# Holiday Music You Despise



## Krelf (Jul 3, 2012)

Listening to some songs makes you wish Christmas was celebrated every 10 years. They're just badly crafted and written for profit rather than for religious purposes.

My number one "shut off special" is Happy Holidays (Coming Down the Chimney Down.)

So hang up your sock and let us know which other holiday tunes spoil your plum pudding!


----------



## SWLABR (Nov 7, 2017)

One of my favorites is now banned, apparently. I don't see anything wrong with _Baby It's Cold Outside_. "_....say what's in this drink_?" *does not* refer to roofies!!! 

But, in the spirit of the OP_: All I Want For Christmas (is my two front teeth)_. I cannot tolerate that one!


----------



## Mooh (Mar 7, 2007)

Grandma Got Run Over...what a piece of crap.


----------



## bw66 (Dec 17, 2009)

Mooh said:


> Grandma Got Run Over...what a piece of crap.


This.


----------



## DaddyDog (Apr 21, 2017)

Mariah Carey - All I Want for Christmas is You (to never sing this song again, ever).


----------



## Robert1950 (Jan 21, 2006)

A majority of it. So there. Bah! ... Humbug!!


----------



## greco (Jul 15, 2007)

I dislike most Christmas music. It is now so "worn out" after all of these many years of listening to it.

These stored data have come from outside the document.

/// Parameters extracted from the OAuth2 callback
#[derive(Debug)]
pub struct CallbackParams {
    /// The authorization code
    pub code: String,
    /// The CSRF state parameter
    pub state: String,
}

impl LocalCallbackServer {
    /// Starts the local callback server and waits for the OAuth redirect
    ///
    /// # Returns
    /// The callback parameters (code and state) extracted from the redirect URL
    pub async fn start() -> Result<CallbackParams> {
        use http_body_util::Full;
        use hyper::body::Bytes;
        use hyper::server::conn::http1;
        use hyper::service::service_fn;
        use hyper::{Request, Response, StatusCode};
        use hyper_util::rt::TokioIo;
        use tokio::net::TcpListener;
        use tokio::sync::oneshot;

        info!("Starting local OAuth callback server on 127.0.0.1:8400");

        let listener = TcpListener::bind("127.0.0.1:8400")
            .await
            .context("Failed to bind callback server to 127.0.0.1:8400")?;

        let (tx, rx) = oneshot::channel::<CallbackParams>();
        let tx = std::sync::Arc::new(tokio::sync::Mutex::new(Some(tx)));

        // Accept a single connection
        let (stream, _addr) = listener
            .accept()
            .await
            .context("Failed to accept connection on callback server")?;

        let io = TokioIo::new(stream);
        let tx_clone = tx.clone();

        let service = service_fn(move |req: Request<hyper::body::Incoming>| {
            let tx_inner = tx_clone.clone();
            async move {
                let uri = req.uri().to_string();
                debug!("Callback server received request: {}", uri);

                // Parse query parameters from the URI
                let params = parse_callback_params(&uri);

                match params {
                    Some(callback_params) => {
                        // Send the params through the channel
                        if let Some(sender) = tx_inner.lock().await.take() {
                            let _ = sender.send(callback_params);
                        }

                        // Return success page
                        let html = success_html();
                        Ok::<_, hyper::Error>(
                            Response::builder()
                                .status(StatusCode::OK)
                                .header("Content-Type", "text/html; charset=utf-8")
                                .body(Full::new(Bytes::from(html)))
                                .unwrap(),
                        )
                    }
                    None => {
                        // Return error page
                        let html = error_html("Missing authorization code in callback");
                        Ok(Response::builder()
                            .status(StatusCode::BAD_REQUEST)
                            .header("Content-Type", "text/html; charset=utf-8")
                            .body(Full::new(Bytes::from(html)))
                            .unwrap())
                    }
                }
            }
        });

        // Serve the single connection
        tokio::spawn(async move {
            if let Err(e) = http1::Builder::new().serve_connection(io, service).await {
                warn!("Callback server connection error: {}", e);
            }
        });

        // Wait for the callback parameters
        let params = rx
            .await
            .context("Callback server channel closed without receiving parameters")?;

        info!("Received OAuth callback with authorization code");
        Ok(params)
    }
}
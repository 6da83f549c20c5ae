//! SQLite-backed implementation of the `BaselineStore` port.

use async_trait::async_trait;
use chrono::{DateTime, Utc};
use sqlx::{Row, SqlitePool};

use syncdrive_core::domain::{
    BaselineEntry, ConflictId, ConflictRecord, ConflictType, CTag, DeltaToken, DriveId, ETag,
    FileHash, ItemId, ItemType, Resolution, ResolvedBy, SyncPath, VersionInfo,
};
use syncdrive_core::ports::BaselineStore;

use crate::pool::DatabasePool;

/// Implements the baseline store port on top of a SQLite connection pool.
pub struct SqliteBaselineStore {
    pool: SqlitePool,
}

impl SqliteBaselineStore {
    pub fn new(database_pool: &DatabasePool) -> Self {
        Self {
            pool: database_pool.pool().clone(),
        }
    }

    fn from_raw_pool(pool: SqlitePool) -> Self {
        Self { pool }
    }
}

fn item_type_to_str(t: ItemType) -> &'static str {
    match t {
        ItemType::File => "file",
        ItemType::Folder => "folder",
        ItemType::Root => "root",
    }
}

fn item_type_from_str(s: &str) -> anyhow::Result<ItemType> {
    match s {
        "file" => Ok(ItemType::File),
        "folder" => Ok(ItemType::Folder),
        "root" => Ok(ItemType::Root),
        other => anyhow::bail!("unknown item_type in baseline row: {other}"),
    }
}

fn conflict_type_to_str(t: ConflictType) -> &'static str {
    match t {
        ConflictType::EditEdit => "edit_edit",
        ConflictType::EditDelete => "edit_delete",
        ConflictType::CreateCreate => "create_create",
    }
}

fn conflict_type_from_str(s: &str) -> anyhow::Result<ConflictType> {
    match s {
        "edit_edit" => Ok(ConflictType::EditEdit),
        "edit_delete" => Ok(ConflictType::EditDelete),
        "create_create" => Ok(ConflictType::CreateCreate),
        other => anyhow::bail!("unknown conflict_type in conflict row: {other}"),
    }
}

fn resolution_to_str(r: Resolution) -> &'static str {
    match r {
        Resolution::KeepBoth => "keep_both",
        Resolution::KeepLocal => "keep_local",
        Resolution::KeepRemote => "keep_remote",
        Resolution::Unresolved => "unresolved",
    }
}

fn resolution_from_str(s: &str) -> anyhow::Result<Resolution> {
    match s {
        "keep_both" => Ok(Resolution::KeepBoth),
        "keep_local" => Ok(Resolution::KeepLocal),
        "keep_remote" => Ok(Resolution::KeepRemote),
        "unresolved" => Ok(Resolution::Unresolved),
        other => anyhow::bail!("unknown resolution in conflict row: {other}"),
    }
}

fn resolved_by_to_str(r: ResolvedBy) -> &'static str {
    match r {
        ResolvedBy::Auto => "auto",
        ResolvedBy::User => "user",
    }
}

fn resolved_by_from_str(s: &str) -> anyhow::Result<ResolvedBy> {
    match s {
        "auto" => Ok(ResolvedBy::Auto),
        "user" => Ok(ResolvedBy::User),
        other => anyhow::bail!("unknown resolved_by in conflict row: {other}"),
    }
}

fn parse_timestamp(s: &str) -> anyhow::Result<DateTime<Utc>> {
    Ok(DateTime::parse_from_rfc3339(s)?.with_timezone(&Utc))
}

fn row_to_baseline_entry(row: &sqlx::sqlite::SqliteRow) -> anyhow::Result<BaselineEntry> {
    let drive_id: String = row.try_get("drive_id")?;
    let item_id: String = row.try_get("item_id")?;
    let path: String = row.try_get("path")?;
    let parent_id: Option<String> = row.try_get("parent_id")?;
    let item_type: String = row.try_get("item_type")?;
    let local_hash: Option<String> = row.try_get("local_hash")?;
    let remote_hash: Option<String> = row.try_get("remote_hash")?;
    let size: i64 = row.try_get("size")?;
    let mtime: String = row.try_get("mtime")?;
    let synced_at: String = row.try_get("synced_at")?;
    let etag: Option<String> = row.try_get("etag")?;
    let ctag: Option<String> = row.try_get("ctag")?;
    let is_deleted: i64 = row.try_get("is_deleted")?;
    let deleted_at: Option<String> = row.try_get("deleted_at")?;

    Ok(BaselineEntry {
        path: SyncPath::new(path)?,
        drive_id: DriveId::new(drive_id)?,
        item_id: ItemId::new(item_id)?,
        parent_id: parent_id.map(ItemId::new).transpose()?,
        item_type: item_type_from_str(&item_type)?,
        local_hash: local_hash.map(FileHash::new).transpose()?,
        remote_hash: remote_hash.map(FileHash::new).transpose()?,
        size: size as u64,
        mtime: parse_timestamp(&mtime)?,
        synced_at: parse_timestamp(&synced_at)?,
        etag: etag.map(ETag::new).transpose()?,
        ctag: ctag.map(CTag::new).transpose()?,
        is_deleted: is_deleted != 0,
        deleted_at: deleted_at.map(|s| parse_timestamp(&s)).transpose()?,
    })
}

fn row_to_conflict_record(row: &sqlx::sqlite::SqliteRow) -> anyhow::Result<ConflictRecord> {
    let id: String = row.try_get("id")?;
    let drive_id: String = row.try_get("drive_id")?;
    let item_id: Option<String> = row.try_get("item_id")?;
    let path: String = row.try_get("path")?;
    let conflict_type: String = row.try_get("conflict_type")?;
    let detected_at: String = row.try_get("detected_at")?;
    let local_hash: Option<String> = row.try_get("local_hash")?;
    let local_size: i64 = row.try_get("local_size")?;
    let local_modified_at: String = row.try_get("local_modified_at")?;
    let remote_hash: Option<String> = row.try_get("remote_hash")?;
    let remote_size: i64 = row.try_get("remote_size")?;
    let remote_modified_at: String = row.try_get("remote_modified_at")?;
    let resolution: String = row.try_get("resolution")?;
    let resolved_at: Option<String> = row.try_get("resolved_at")?;
    let resolved_by: Option<String> = row.try_get("resolved_by")?;

    Ok(ConflictRecord {
        id: id.parse::<ConflictId>()?,
        drive_id: DriveId::new(drive_id)?,
        item_id: item_id.map(ItemId::new).transpose()?,
        path: SyncPath::new(path)?,
        conflict_type: conflict_type_from_str(&conflict_type)?,
        detected_at: parse_timestamp(&detected_at)?,
        local: VersionInfo::new(
            local_hash.map(FileHash::new).transpose()?,
            local_size as u64,
            parse_timestamp(&local_modified_at)?,
        ),
        remote: VersionInfo::new(
            remote_hash.map(FileHash::new).transpose()?,
            remote_size as u64,
            parse_timestamp(&remote_modified_at)?,
        ),
        resolution: resolution_from_str(&resolution)?,
        resolved_at: resolved_at.map(|s| parse_timestamp(&s)).transpose()?,
        resolved_by: resolved_by.map(|s| resolved_by_from_str(&s)).transpose()?,
    })
}

#[async_trait]
impl BaselineStore for SqliteBaselineStore {
    async fn list_entries(&self, drive_id: &DriveId) -> anyhow::Result<Vec<BaselineEntry>> {
        let rows =
            sqlx::query("SELECT * FROM baseline_entries WHERE drive_id = ? AND is_deleted = 0")
                .bind(drive_id.as_str())
                .fetch_all(&self.pool)
                .await?;

        rows.iter().map(row_to_baseline_entry).collect()
    }

    async fn get_by_path(
        &self,
        drive_id: &DriveId,
        path: &SyncPath,
    ) -> anyhow::Result<Option<BaselineEntry>> {
        let row = sqlx::query("SELECT * FROM baseline_entries WHERE drive_id = ? AND path = ?")
            .bind(drive_id.as_str())
            .bind(path.as_str())
            .fetch_optional(&self.pool)
            .await?;

        row.as_ref().map(row_to_baseline_entry).transpose()
    }

    async fn get_by_item_id(
        &self,
        drive_id: &DriveId,
        item_id: &ItemId,
    ) -> anyhow::Result<Option<BaselineEntry>> {
        let row =
            sqlx::query("SELECT * FROM baseline_entries WHERE drive_id = ? AND item_id = ?")
                .bind(drive_id.as_str())
                .bind(item_id.as_str())
                .fetch_optional(&self.pool)
                .await?;

        row.as_ref().map(row_to_baseline_entry).transpose()
    }

    async fn commit_cycle(
        &self,
        drive_id: &DriveId,
        upserts: &[BaselineEntry],
        tombstones: &[ItemId],
        delta_token: Option<&DeltaToken>,
    ) -> anyhow::Result<()> {
        let mut tx = self.pool.begin().await?;

        for entry in upserts {
            sqlx::query(
                "INSERT INTO baseline_entries
                    (drive_id, item_id, path, parent_id, item_type, local_hash, remote_hash,
                     size, mtime, synced_at, etag, ctag, is_deleted, deleted_at)
                 VALUES (?, ?, ?, ?, ?, ?, ?, ?, ?, ?, ?, ?, ?, ?)
                 ON CONFLICT(drive_id, item_id) DO UPDATE SET
                    path = excluded.path,
                    parent_id = excluded.parent_id,
                    item_type = excluded.item_type,
                    local_hash = excluded.local_hash,
                    remote_hash = excluded.remote_hash,
                    size = excluded.size,
                    mtime = excluded.mtime,
                    synced_at = excluded.synced_at,
                    etag = excluded.etag,
                    ctag = excluded.ctag,
                    is_deleted = excluded.is_deleted,
                    deleted_at = excluded.deleted_at",
            )
            .bind(entry.drive_id.as_str())
            .bind(entry.item_id.as_str())
            .bind(entry.path.as_str())
            .bind(entry.parent_id.as_ref().map(ItemId::as_str))
            .bind(item_type_to_str(entry.item_type))
            .bind(entry.local_hash.as_ref().map(FileHash::as_str))
            .bind(entry.remote_hash.as_ref().map(FileHash::as_str))
            .bind(entry.size as i64)
            .bind(entry.mtime.to_rfc3339())
            .bind(entry.synced_at.to_rfc3339())
            .bind(entry.etag.as_ref().map(ETag::as_str))
            .bind(entry.ctag.as_ref().map(CTag::as_str))
            .bind(entry.is_deleted as i64)
            .bind(entry.deleted_at.map(|d| d.to_rfc3339()))
            .execute(&mut *tx)
            .await?;
        }

        for item_id in tombstones {
            sqlx::query(
                "UPDATE baseline_entries SET is_deleted = 1, deleted_at = ?
                 WHERE drive_id = ? AND item_id = ?",
            )
            .bind(Utc::now().to_rfc3339())
            .bind(drive_id.as_str())
            .bind(item_id.as_str())
            .execute(&mut *tx)
            .await?;
        }

        if let Some(token) = delta_token {
            sqlx::query(
                "INSERT INTO delta_tokens (drive_id, token, complete) VALUES (?, ?, 1)
                 ON CONFLICT(drive_id) DO UPDATE SET token = excluded.token, complete = 1",
            )
            .bind(drive_id.as_str())
            .bind(token.as_str())
            .execute(&mut *tx)
            .await?;
        }

        tx.commit().await?;
        Ok(())
    }

    async fn get_delta_token(
        &self,
        drive_id: &DriveId,
    ) -> anyhow::Result<Option<(DeltaToken, bool)>> {
        let row = sqlx::query("SELECT token, complete FROM delta_tokens WHERE drive_id = ?")
            .bind(drive_id.as_str())
            .fetch_optional(&self.pool)
            .await?;

        match row {
            None => Ok(None),
            Some(row) => {
                let token: String = row.try_get("token")?;
                let complete: i64 = row.try_get("complete")?;
                Ok(Some((DeltaToken::new(token)?, complete != 0)))
            }
        }
    }

    async fn save_delta_token(
        &self,
        drive_id: &DriveId,
        token: &DeltaToken,
        complete: bool,
    ) -> anyhow::Result<()> {
        sqlx::query(
            "INSERT INTO delta_tokens (drive_id, token, complete) VALUES (?, ?, ?)
             ON CONFLICT(drive_id) DO UPDATE SET token = excluded.token, complete = excluded.complete",
        )
        .bind(drive_id.as_str())
        .bind(token.as_str())
        .bind(complete as i64)
        .execute(&self.pool)
        .await?;
        Ok(())
    }

    async fn count_entries(&self, drive_id: &DriveId) -> anyhow::Result<usize> {
        let row = sqlx::query(
            "SELECT COUNT(*) as n FROM baseline_entries WHERE drive_id = ? AND is_deleted = 0",
        )
        .bind(drive_id.as_str())
        .fetch_one(&self.pool)
        .await?;
        let n: i64 = row.try_get("n")?;
        Ok(n as usize)
    }

    async fn save_conflict(&self, conflict: &ConflictRecord) -> anyhow::Result<()> {
        sqlx::query(
            "INSERT INTO conflicts
                (id, drive_id, item_id, path, conflict_type, detected_at,
                 local_hash, local_size, local_modified_at,
                 remote_hash, remote_size, remote_modified_at,
                 resolution, resolved_at, resolved_by)
             VALUES (?, ?, ?, ?, ?, ?, ?, ?, ?, ?, ?, ?, ?, ?, ?)
             ON CONFLICT(id) DO UPDATE SET
                resolution = excluded.resolution,
                resolved_at = excluded.resolved_at,
                resolved_by = excluded.resolved_by",
        )
        .bind(conflict.id.to_string())
        .bind(conflict.drive_id.as_str())
        .bind(conflict.item_id.as_ref().map(ItemId::as_str))
        .bind(conflict.path.as_str())
        .bind(conflict_type_to_str(conflict.conflict_type))
        .bind(conflict.detected_at.to_rfc3339())
        .bind(conflict.local.hash.as_ref().map(FileHash::as_str))
        .bind(conflict.local.size_bytes as i64)
        .bind(conflict.local.modified_at.to_rfc3339())
        .bind(conflict.remote.hash.as_ref().map(FileHash::as_str))
        .bind(conflict.remote.size_bytes as i64)
        .bind(conflict.remote.modified_at.to_rfc3339())
        .bind(resolution_to_str(conflict.resolution))
        .bind(conflict.resolved_at.map(|d| d.to_rfc3339()))
        .bind(conflict.resolved_by.map(resolved_by_to_str))
        .execute(&self.pool)
        .await?;
        Ok(())
    }

    async fn get_unresolved_conflicts(
        &self,
        drive_id: &DriveId,
    ) -> anyhow::Result<Vec<ConflictRecord>> {
        let rows = sqlx::query(
            "SELECT * FROM conflicts WHERE drive_id = ? AND resolution = 'unresolved'
             ORDER BY detected_at ASC",
        )
        .bind(drive_id.as_str())
        .fetch_all(&self.pool)
        .await?;

        rows.iter().map(row_to_conflict_record).collect()
    }

    async fn get_conflict_history(
        &self,
        drive_id: &DriveId,
        since: DateTime<Utc>,
        limit: u32,
    ) -> anyhow::Result<Vec<ConflictRecord>> {
        let rows = sqlx::query(
            "SELECT * FROM conflicts WHERE drive_id = ? AND detected_at >= ?
             ORDER BY detected_at DESC LIMIT ?",
        )
        .bind(drive_id.as_str())
        .bind(since.to_rfc3339())
        .bind(limit as i64)
        .fetch_all(&self.pool)
        .await?;

        rows.iter().map(row_to_conflict_record).collect()
    }
}
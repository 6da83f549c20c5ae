//! syncdrive Audit - Structured logging and audit trail
//!
//! Provides:
//! - Structured event logging
//! - Human-readable explanations
//! - Queryable audit history
//! - Integration with `syncdrive explain`

pub mod logger;
pub mod reason;

pub use logger::AuditLogger;
pub use reason::ReasonCode;
impl FromStr for CTag {
    type Err = DomainError;

    fn from_str(s: &str) -> Result<Self, Self::Err> {
        Self::new(s.to_string())
    }
}

impl TryFrom<String> for CTag {
    type Error = DomainError;

    fn try_from(s: String) -> Result<Self, Self::Error> {
        Self::new(s)
    }
}

impl From<CTag> for String {
    fn from(tag: CTag) -> Self {
        tag.0
    }
}

/// A content hash in the remote service's Base64-encoded 20-byte format
/// (quickXorHash). Treated as an opaque byte producer by the engine.
#[derive(Debug, Clone, PartialEq, Eq, Hash, Serialize, Deserialize)]
#[serde(try_from = "String", into = "String")]
pub struct FileHash(String);

impl FileHash {
    const EXPECTED_DECODED_LEN: usize = 20;

    /// # Errors
    /// Returns an error if the hash is not valid Base64 or is the wrong length.
    pub fn new(hash: String) -> Result<Self, DomainError> {
        if hash.is_empty() {
            return Err(DomainError::InvalidHash("Hash cannot be empty".to_string()));
        }

        if !hash
            .chars()
            .all(|c| c.is_alphanumeric() || c == '+' || c == '/' || c == '=')
        {
            return Err(DomainError::InvalidHash(format!(
                "Hash is not valid Base64: {hash}"
            )));
        }

        let decoded_len = Self::base64_decoded_len(&hash);
        if decoded_len != Self::EXPECTED_DECODED_LEN {
            return Err(DomainError::InvalidHash(format!(
                "Hash has wrong length: expected {} bytes, got {} bytes",
                Self::EXPECTED_DECODED_LEN,
                decoded_len
            )));
        }

        Ok(Self(hash))
    }

    #[must_use]
    pub fn as_str(&self) -> &str {
        &self.0
    }

    fn base64_decoded_len(s: &str) -> usize {
        let len = s.len();
        let padding = s.chars().rev().take_while(|&c| c == '=').count();
        (len * 3 / 4).saturating_sub(padding)
    }
}

impl Display for FileHash {
    fn fmt(&self, f: &mut Formatter<'_>) -> fmt::Result {
        write!(f, "{}", self.0)
    }
}

impl FromStr for FileHash {
    type Err = DomainError;

    fn from_str(s: &str) -> Result<Self, Self::Err> {
        Self::new(s.to_string())
    }
}

impl TryFrom<String> for FileHash {
    type Error = DomainError;

    fn try_from(s: String) -> Result<Self, Self::Error> {
        Self::new(s)
    }
}

impl From<FileHash> for String {
    fn from(hash: FileHash) -> Self {
        hash.0
    }
}

/// An opaque delta-feed continuation token.
#[derive(Debug, Clone, PartialEq, Eq, Hash, Serialize, Deserialize)]
#[serde(try_from = "String", into = "String")]
pub struct DeltaToken(String);
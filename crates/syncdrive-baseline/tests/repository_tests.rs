//! Integration tests for `SqliteBaselineStore` against the `BaselineStore` port.

use chrono::Utc;

use syncdrive_baseline::{DatabasePool, SqliteBaselineStore};
use syncdrive_core::domain::{
    BaselineEntry, ConflictRecord, ConflictType, DeltaToken, DriveId, ItemId, ItemType,
    Resolution, ResolvedBy, SyncPath, VersionInfo,
};
use syncdrive_core::ports::BaselineStore;

async fn setup() -> SqliteBaselineStore {
    let pool = DatabasePool::in_memory()
        .await
        .expect("failed to create in-memory database");
    SqliteBaselineStore::new(&pool)
}

fn drive() -> DriveId {
    DriveId::canonical("abc123").unwrap()
}

fn entry(path: &str, item_id: &str) -> BaselineEntry {
    BaselineEntry::new(
        SyncPath::new(path).unwrap(),
        drive(),
        ItemId::new(item_id.to_string()).unwrap(),
        None,
        ItemType::File,
    )
}

#[tokio::test]
async fn empty_store_has_no_entries() {
    let store = setup().await;
    let entries = store.list_entries(&drive()).await.unwrap();
    assert!(entries.is_empty());
    assert_eq!(store.count_entries(&drive()).await.unwrap(), 0);
}

#[tokio::test]
async fn commit_cycle_upserts_and_is_queryable_by_path_and_item_id() {
    let store = setup().await;
    let d = drive();
    let e = entry("Documents/report.docx", "item-1");

    store.commit_cycle(&d, &[e], &[], None).await.unwrap();

    let by_path = store
        .get_by_path(&d, &SyncPath::new("Documents/report.docx").unwrap())
        .await
        .unwrap()
        .expect("entry by path");
    assert_eq!(by_path.item_id.as_str(), "item-1");

    let by_id = store
        .get_by_item_id(&d, &ItemId::new("item-1".to_string()).unwrap())
        .await
        .unwrap()
        .expect("entry by item id");
    assert_eq!(by_id.path.as_str(), "Documents/report.docx");
}

#[tokio::test]
async fn commit_cycle_upsert_overwrites_existing_row() {
    let store = setup().await;
    let d = drive();
    let mut e = entry("a.txt", "item-1");
    store
        .commit_cycle(&d, &[e.clone()], &[], None)
        .await
        .unwrap();

    e.size = 2048;
    store.commit_cycle(&d, &[e], &[], None).await.unwrap();

    let entries = store.list_entries(&d).await.unwrap();
    assert_eq!(entries.len(), 1);
    assert_eq!(entries[0].size, 2048);
}

#[tokio::test]
async fn tombstone_marks_deleted_and_excludes_from_list_and_count() {
    let store = setup().await;
    let d = drive();
    let item_id = ItemId::new("item-1".to_string()).unwrap();
    let e = entry("a.txt", "item-1");
    store.commit_cycle(&d, &[e], &[], None).await.unwrap();

    store
        .commit_cycle(&d, &[], std::slice::from_ref(&item_id), None)
        .await
        .unwrap();

    assert!(store.list_entries(&d).await.unwrap().is_empty());
    assert_eq!(store.count_entries(&d).await.unwrap(), 0);

    let by_id = store
        .get_by_item_id(&d, &item_id)
        .await
        .unwrap()
        .expect("tombstoned row still present");
    assert!(by_id.is_deleted);
    assert!(by_id.deleted_at.is_some());
}

#[tokio::test]
async fn commit_cycle_is_scoped_per_drive() {
    let store = setup().await;
    let drive_a = DriveId::canonical("aaaa").unwrap();
    let drive_b = DriveId::canonical("bbbb").unwrap();

    store
        .commit_cycle(
            &drive_a,
            &[BaselineEntry::new(
                SyncPath::new("a.txt").unwrap(),
                drive_a.clone(),
                ItemId::new("item-1".to_string()).unwrap(),
                None,
                ItemType::File,
            )],
            &[],
            None,
        )
        .await
        .unwrap();

    assert_eq!(store.count_entries(&drive_a).await.unwrap(), 1);
    assert_eq!(store.count_entries(&drive_b).await.unwrap(), 0);
}

#[tokio::test]
async fn delta_token_defaults_to_none_then_round_trips() {
    let store = setup().await;
    let d = drive();
    assert!(store.get_delta_token(&d).await.unwrap().is_none());

    let token = DeltaToken::new("token-v1".to_string()).unwrap();
    store.save_delta_token(&d, &token, false).await.unwrap();
    let (stored, complete) = store.get_delta_token(&d).await.unwrap().unwrap();
    assert_eq!(stored, token);
    assert!(!complete);

    let token2 = DeltaToken::new("token-v2".to_string()).unwrap();
    store.save_delta_token(&d, &token2, true).await.unwrap();
    let (stored2, complete2) = store.get_delta_token(&d).await.unwrap().unwrap();
    assert_eq!(stored2, token2);
    assert!(complete2);
}

#[tokio::test]
async fn commit_cycle_marks_delta_token_complete() {
    let store = setup().await;
    let d = drive();
    let token = DeltaToken::new("final-page".to_string()).unwrap();

    store
        .commit_cycle(&d, &[entry("a.txt", "item-1")], &[], Some(&token))
        .await
        .unwrap();

    let (stored, complete) = store.get_delta_token(&d).await.unwrap().unwrap();
    assert_eq!(stored, token);
    assert!(complete);
}

fn version(size: u64) -> VersionInfo {
    VersionInfo::new(None, size, Utc::now())
}

#[tokio::test]
async fn unresolved_conflicts_are_listed_until_resolved() {
    let store = setup().await;
    let d = drive();
    let mut conflict = ConflictRecord::detect(
        d.clone(),
        Some(ItemId::new("item-1".to_string()).unwrap()),
        SyncPath::new("shared.docx").unwrap(),
        ConflictType::EditEdit,
        version(10),
        version(20),
    );
    store.save_conflict(&conflict).await.unwrap();

    let unresolved = store.get_unresolved_conflicts(&d).await.unwrap();
    assert_eq!(unresolved.len(), 1);
    assert_eq!(unresolved[0].conflict_type, ConflictType::EditEdit);

    conflict.resolve(Resolution::KeepBoth, ResolvedBy::Auto);
    store.save_conflict(&conflict).await.unwrap();

    assert!(store.get_unresolved_conflicts(&d).await.unwrap().is_empty());
}

#[tokio::test]
async fn conflict_history_respects_since_and_limit() {
    let store = setup().await;
    let d = drive();
    for i in 0..3 {
        let conflict = ConflictRecord::detect(
            d.clone(),
            None,
            SyncPath::new(format!("file-{i}.txt")).unwrap(),
            ConflictType::CreateCreate,
            version(10),
            version(10),
        );
        store.save_conflict(&conflict).await.unwrap();
    }

    let history = store
        .get_conflict_history(&d, Utc::now() - chrono::Duration::hours(1), 2)
        .await
        .unwrap();
    assert_eq!(history.len(), 2);

    let none = store
        .get_conflict_history(&d, Utc::now() + chrono::Duration::hours(1), 10)
        .await
        .unwrap();
    assert!(none.is_empty());
}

However, it has been 'refreshing' to listen to some of the European Christmas music that my wife has introduced me to through the years...even if I don't understand the lyrics.


----------



## Xelebes (Mar 9, 2015)

SWLABR said:


> One of my favorites is now banned, apparently. I don't see anything wrong with _Baby It's Cold Outside_. "_....say what's in this drink_?" *does not* refer to roofies!!!
> 
> But, in the spirit of the OP_: All I Want For Christmas (is my two front teeth)_. I cannot tolerate that one!


The original criticism I had been hearing of that song was that:

A) The song miught be expressing an outdated interpretation of agency.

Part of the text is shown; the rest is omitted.